It was bound to happen sometime. I knew that eventually one, or both of my kids would “hate” me for at least a fleeting moment of their lives. I always envisioned it happening after I’ve harshly passed judgement on one of my kids. Perhaps after I’ve revoked all privileges for a teenage summer after some major infraction like a stolen car or a home destroyed via kegger. I thought about how hurt I’d feel when I heard these words.

I’ve seen this scenario on TV shows and movies. A sweet little child is wronged in some way. In their juvenile mind, the slight is too much to bear; the hurt, just too powerful. They bow their heads and mutter to their parents those terrible words. “I hate you”. The parent is taken aback. They suddenly realize the injustice and the words coming from their child is a deep cut. You see a flash of grieving introspection from the parent and you know, that they know, they are wrong and will have to work to earn back the love and trust they have destroyed.

So when my daughter said it to me recently, you can imagine how I reacted.

I laughed. A lot.

It was the most ridiculous situation ever and I loved that she was so fired up that she was looking for any way to really get to me. What abject horrificness did I commit to earn the scorn of this precious gem of a human? Well, I insisted that she go to the dance lessons that she loves (and I pay for), instead of playing outside with her friends for the 7th consecutive hour. What a bastard I am!!!

Mini Tyson

The meltdown associated with this was one for the ages. Had the fury manifested itself physically, generations of people in the future would be exploring the ruins of the Southern vesCalifornia Pompei, that her eruption had smitten. She was angry. Tiny fists actually flew. And with each blow I absorbed, both physical and verbal, my smile broadened. I wasn’t trying to be extra cruel at a time that was clearly a stressful one for her, but her anger at me and her word choice was having the opposite effect that she intended.

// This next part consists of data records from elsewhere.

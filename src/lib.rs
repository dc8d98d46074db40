//! Impact Compass - Organization Assessment Engine
//!
//! This crate implements the assessment engine behind a multi-step
//! organization readiness questionnaire: conditional branching, section
//! progress tracking, debounced answer persistence, and weighted scoring
//! into an eligibility and financing instrument recommendation.

pub mod adapters;
pub mod application;
pub mod config;
pub mod domain;
pub mod ports;
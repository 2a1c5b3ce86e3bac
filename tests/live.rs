use dkim_parse::{
    signature::{DomainName, Selector},
    verifier::{key_record_name, LookupTxt},
    *,
};
use hickory_resolver::TokioAsyncResolver;

/// Look up a key record that is known to be published.
#[tokio::test]
#[ignore = "depends on live DNS records"]
async fn live_key_record() {
    let _ = tracing_subscriber::fmt::try_init();

    let resolver = TokioAsyncResolver::tokio(Default::default(), Default::default());

    let name = key_record_name(
        &DomainName::new("gmail.com").unwrap(),
        &Selector::new("20230601").unwrap(),
    );

    let txts = resolver.lookup_txt(&name).await.unwrap();

    let records: Vec<DkimKeyRecord> = txts
        .into_iter()
        .map(|txt| String::from_utf8(txt.unwrap()).unwrap().parse().unwrap())
        .collect();

    assert!(!records.is_empty());
    assert!(records.iter().all(|r| r.allows_email()));
}

/// Run a forged signature through the whole pipeline with live key lookup.
#[tokio::test]
#[ignore = "depends on live DNS records"]
async fn live_verify_forged_signature() {
    let _ = tracing_subscriber::fmt::try_init();

    let resolver = TokioAsyncResolver::tokio(Default::default(), Default::default());

    let message = b"DKIM-Signature: v=1; a=rsa-sha256; c=relaxed/relaxed; d=gmail.com;\r\n\
        \ts=20230601; h=From:Subject; bh=Ba3gj8+xBPQLJTahTfzW6RbWQ/XPgESxkCi2B66PSQg=;\r\n\
        \tb=Zm9yZ2VkIHNpZ25hdHVyZQ==\r\n\
        From: someone@gmail.com\r\n\
        Subject: not really from gmail\r\n\
        \r\n\
        Hello\r\n";

    let results = Verifier::new(Config::default())
        .verify_message(&resolver, message)
        .await
        .unwrap();

    assert_eq!(results.len(), 1);
    assert_eq!(results[0].status, DkimStatus::PermFail);
    assert!(results[0].key_record.is_some());
    assert!(matches!(
        results[0].error,
        Some(VerifierError::VerificationFailure(_))
    ));
}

Did she really hate me? Of course not. But using those words was an indication that she needed to dig deeply to find something that might hurt me. Instead of upsetting me, she said it and became more upset than she was before. Because she doesn’t hate me. She loves me as much as I love her and I knew it. I knew it because she set out to hurt me with those words. Despite everything she wanted to convey, the tears that followed the statement said more than her words and ineffectual punches ever could.

She was hurt by my decision, and she wanted me to share that pain she was feeling. Eventually things calmed down. She relaxed and went to dance where she had a great time. She was happy she went and we were friends again. Hopefully she learned that not only will I not back down to her tantrums, but that trying to be hurtful to others could hurt more for the attacker.

We haven’t had meltdowns like that in a while. She’s learning to better deal with her emotions. Now I just wait for her to mentally develop to a point where she’s able to actually exploit things that would hurt me deeply. “Daddy, I hate Harry Potter, The Clash and Mexican Food. You’re a fool for loving them all.” Now THAT, would tear me to pieces.